What the task requires ▸ In the material below, count the lines where the word "HandlerFn" appears. Nothing but the number, please.

Records for processing ▸
****

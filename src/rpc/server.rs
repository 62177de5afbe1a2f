// src/rpc/server.rs

//! RPC server side: handler registry and request dispatch.

use std::collections::HashMap;
use std::future::Future;
use std::sync::{Arc, Mutex, MutexGuard};

use bytes::Bytes;
use serde::de::DeserializeOwned;
use serde::Serialize;
use serde_json::Value;

use super::{request_key, RpcRequest, RpcResponse};
use crate::{
    // ---
    log_debug,
    log_warn,
    BusPtr,
    Error,
    QueueBinding,
    Result,
    RoutingKey,
    Shutdown,
};

type BoxFuture<'a, T> = std::pin::Pin<Box<dyn Future<Output = T> + Send + 'a>>;

/// Type-erased async handler over JSON values.
trait HandlerFn: Send + Sync {
    fn call(&self, payload: Value) -> BoxFuture<'static, Result<Value>>;
}

struct Handler<F, Fut, TReq, TResp>
where
    F: Fn(TReq) -> Fut + Send + Sync,
    Fut: Future<Output = Result<TResp>> + Send,
    TReq: DeserializeOwned,
    TResp: Serialize,
{
    func: F,
    _phantom: std::marker::PhantomData<fn(TReq, TResp, Fut)>,
}

impl<F, Fut, TReq, TResp> HandlerFn for Handler<F, Fut, TReq, TResp>
where
    F: Fn(TReq) -> Fut + Send + Sync + 'static,
    Fut: Future<Output = Result<TResp>> + Send + 'static,
    TReq: DeserializeOwned + Send + 'static,
    TResp: Serialize + Send + 'static,
{
    fn call(&self, payload: Value) -> BoxFuture<'static, Result<Value>> {
        // ---
        let req: TReq = match serde_json::from_value(payload) {
            Ok(req) => req,
            Err(err) => return Box::pin(async move { Err(err.into()) }),
        };

        let fut = (self.func)(req);

        Box::pin(async move {
            let resp = fut.await?;
            Ok(serde_json::to_value(resp)?)
        })
    }
}

/// Acquire mutex guard, ignoring poisoning.
fn lock_ignore_poison<T>(m: &Mutex<T>) -> MutexGuard<'_, T> {
    match m.lock() {
        Ok(guard) => guard,
        Err(poisoned) => poisoned.into_inner(),
    }
}

/// Serves a service's request queue, dispatching to registered handlers.
///
/// Every request gets a response: handler results on success, an error
/// document for unknown methods, undecodable payloads, or failing handlers.
/// Requests execute concurrently on the shutdown-owned task tracker so that
/// in-flight calls are included in the drain on shutdown.
pub struct RpcServer {
    // ---
    bus: BusPtr,
    service: String,
    handlers: Mutex<HashMap<String, Arc<dyn HandlerFn>>>,
}

impl RpcServer {
    pub fn new(bus: BusPtr, service: &str) -> Arc<Self> {
        // ---
        Arc::new(Self {
            bus,
            service: service.to_string(),
            handlers: Mutex::new(HashMap::new()),
        })
    }

    /// Register a typed handler for `method`. Re-registering replaces.
    pub fn register<TReq, TResp, F, Fut>(&self, method: &str, handler: F)
    where
        TReq: DeserializeOwned + Send + 'static,
        TResp: Serialize + Send + 'static,
        F: Fn(TReq) -> Fut + Send + Sync + 'static,
        Fut: Future<Output = Result<TResp>> + Send + 'static,
    {
        // ---
        let handler = Handler {
            func: handler,
            _phantom: std::marker::PhantomData,
        };

        let mut handlers = lock_ignore_poison(&self.handlers);
        handlers.insert(method.to_string(), Arc::new(handler));
    }

    /// Bind the service's request queue and start the dispatch loop on the
    /// shutdown tracker.
    pub async fn start(self: Arc<Self>, shutdown: &Shutdown) -> Result<()> {
        // ---
        let key = request_key(&self.service);
        let binding = QueueBinding::new(key.as_str(), &[key.as_str()]);
        let mut handle = self.bus.subscribe(binding).await?;

        let token = shutdown.token();
        let tracker = shutdown.tracker().clone();
        let server = self;

        shutdown.tracker().spawn(async move {
            log_debug!("rpc server started: {}", server.service);
            loop {
                tokio::select! {
                    _ = token.cancelled() => break,
                    delivery = handle.inbox.recv() => {
                        let Some(delivery) = delivery else { break };

                        let request: RpcRequest = match serde_json::from_slice(&delivery.body) {
                            Ok(req) => req,
                            Err(_err) => {
                                log_warn!("rpc server: failed to decode request: {_err}");
                                continue;
                            }
                        };

                        let server = server.clone();
                        tracker.spawn(async move {
                            server.dispatch(request).await;
                        });
                    }
                }
            }
            log_debug!("rpc server stopped: {}", server.service);
        });

        Ok(())
    }

    async fn dispatch(&self, request: RpcRequest) {
        // ---
        log_debug!(
            "rpc {}/{} ({})",
            self.service,
            request.method,
            request.correlation_id
        );

        let handler = {
            let handlers = lock_ignore_poison(&self.handlers);
            handlers.get(&request.method).cloned()
        };

        let response = match handler {
            Some(handler) => match handler.call(request.payload).await {
                Ok(payload) => RpcResponse {
                    correlation_id: request.correlation_id,
                    payload: Some(payload),
                    error: None,
                },
                Err(err) => {
                    log_warn!("rpc {}/{} failed: {err}", self.service, request.method);
                    RpcResponse {
                        correlation_id: request.correlation_id,
                        payload: None,
                        error: Some(err.to_string()),
                    }
                }
            },
            None => {
                log_warn!("rpc {}: unknown method {}", self.service, request.method);
                RpcResponse {
                    correlation_id: request.correlation_id,
                    payload: None,
                    error: Some(format!("unknown method: {}", request.method)),
                }
            }
        };

        if let Err(_err) = self.respond(&request.reply_to, &response).await {
            log_warn!("rpc server: failed to publish response: {_err}");
        } else {
            log_debug!("rpc {}/{} answered", self.service, request.method);
        }
    }

    async fn respond(&self, reply_to: &str, response: &RpcResponse) -> Result<()> {
        // ---
        if reply_to.is_empty() {
            return Err(Error::Rpc("request carried no reply_to".into()));
        }
        let body = serde_json::to_vec(response)?;
        self.bus
            .publish(RoutingKey::from(reply_to), Bytes::from(body))
            .await
    }
}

****

Reply ▸ 3